Records excerpted from a collection:
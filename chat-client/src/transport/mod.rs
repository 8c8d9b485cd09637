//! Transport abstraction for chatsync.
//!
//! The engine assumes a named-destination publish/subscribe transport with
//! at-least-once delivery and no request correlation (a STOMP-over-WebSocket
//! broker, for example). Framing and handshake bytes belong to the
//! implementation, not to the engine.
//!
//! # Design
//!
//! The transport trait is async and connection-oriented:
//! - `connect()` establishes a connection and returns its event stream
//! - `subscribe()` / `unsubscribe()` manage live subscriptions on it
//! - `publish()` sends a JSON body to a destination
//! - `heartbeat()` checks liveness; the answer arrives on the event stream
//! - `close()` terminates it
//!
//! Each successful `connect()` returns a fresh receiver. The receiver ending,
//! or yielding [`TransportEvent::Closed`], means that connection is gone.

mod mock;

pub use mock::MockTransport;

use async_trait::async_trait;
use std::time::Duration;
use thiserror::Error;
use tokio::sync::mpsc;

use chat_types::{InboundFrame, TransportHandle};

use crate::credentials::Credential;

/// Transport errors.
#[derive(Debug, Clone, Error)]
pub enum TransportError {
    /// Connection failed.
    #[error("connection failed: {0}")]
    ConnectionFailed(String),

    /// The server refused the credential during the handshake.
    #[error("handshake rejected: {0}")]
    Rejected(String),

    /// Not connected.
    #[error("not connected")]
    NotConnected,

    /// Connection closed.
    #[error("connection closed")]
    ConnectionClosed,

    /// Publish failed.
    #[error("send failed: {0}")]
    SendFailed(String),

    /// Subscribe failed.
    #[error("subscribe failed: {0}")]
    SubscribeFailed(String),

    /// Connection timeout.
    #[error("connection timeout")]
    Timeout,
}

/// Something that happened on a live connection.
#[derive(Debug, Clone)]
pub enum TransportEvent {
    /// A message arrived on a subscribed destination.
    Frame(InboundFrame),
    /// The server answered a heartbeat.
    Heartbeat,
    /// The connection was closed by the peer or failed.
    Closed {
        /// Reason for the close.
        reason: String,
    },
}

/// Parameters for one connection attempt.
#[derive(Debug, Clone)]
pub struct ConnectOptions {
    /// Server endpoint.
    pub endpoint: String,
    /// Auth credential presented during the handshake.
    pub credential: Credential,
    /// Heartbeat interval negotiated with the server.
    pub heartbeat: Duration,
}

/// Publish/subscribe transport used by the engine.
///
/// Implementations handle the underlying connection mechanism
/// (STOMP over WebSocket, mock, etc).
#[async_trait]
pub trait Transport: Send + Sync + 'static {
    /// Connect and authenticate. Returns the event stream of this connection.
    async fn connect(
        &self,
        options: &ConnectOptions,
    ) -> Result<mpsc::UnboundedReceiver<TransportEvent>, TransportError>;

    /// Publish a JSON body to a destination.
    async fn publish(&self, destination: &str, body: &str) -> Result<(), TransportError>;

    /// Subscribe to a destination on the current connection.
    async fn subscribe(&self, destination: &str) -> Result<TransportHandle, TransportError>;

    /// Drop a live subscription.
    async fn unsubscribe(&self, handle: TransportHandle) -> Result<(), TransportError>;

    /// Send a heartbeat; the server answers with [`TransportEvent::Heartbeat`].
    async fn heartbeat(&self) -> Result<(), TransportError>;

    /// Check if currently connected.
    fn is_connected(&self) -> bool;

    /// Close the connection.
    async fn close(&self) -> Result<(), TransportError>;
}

BRIEF: Nothing but a number should be given: the count of lines above that hold "JSON".

EXERCISE OUTPUT: 2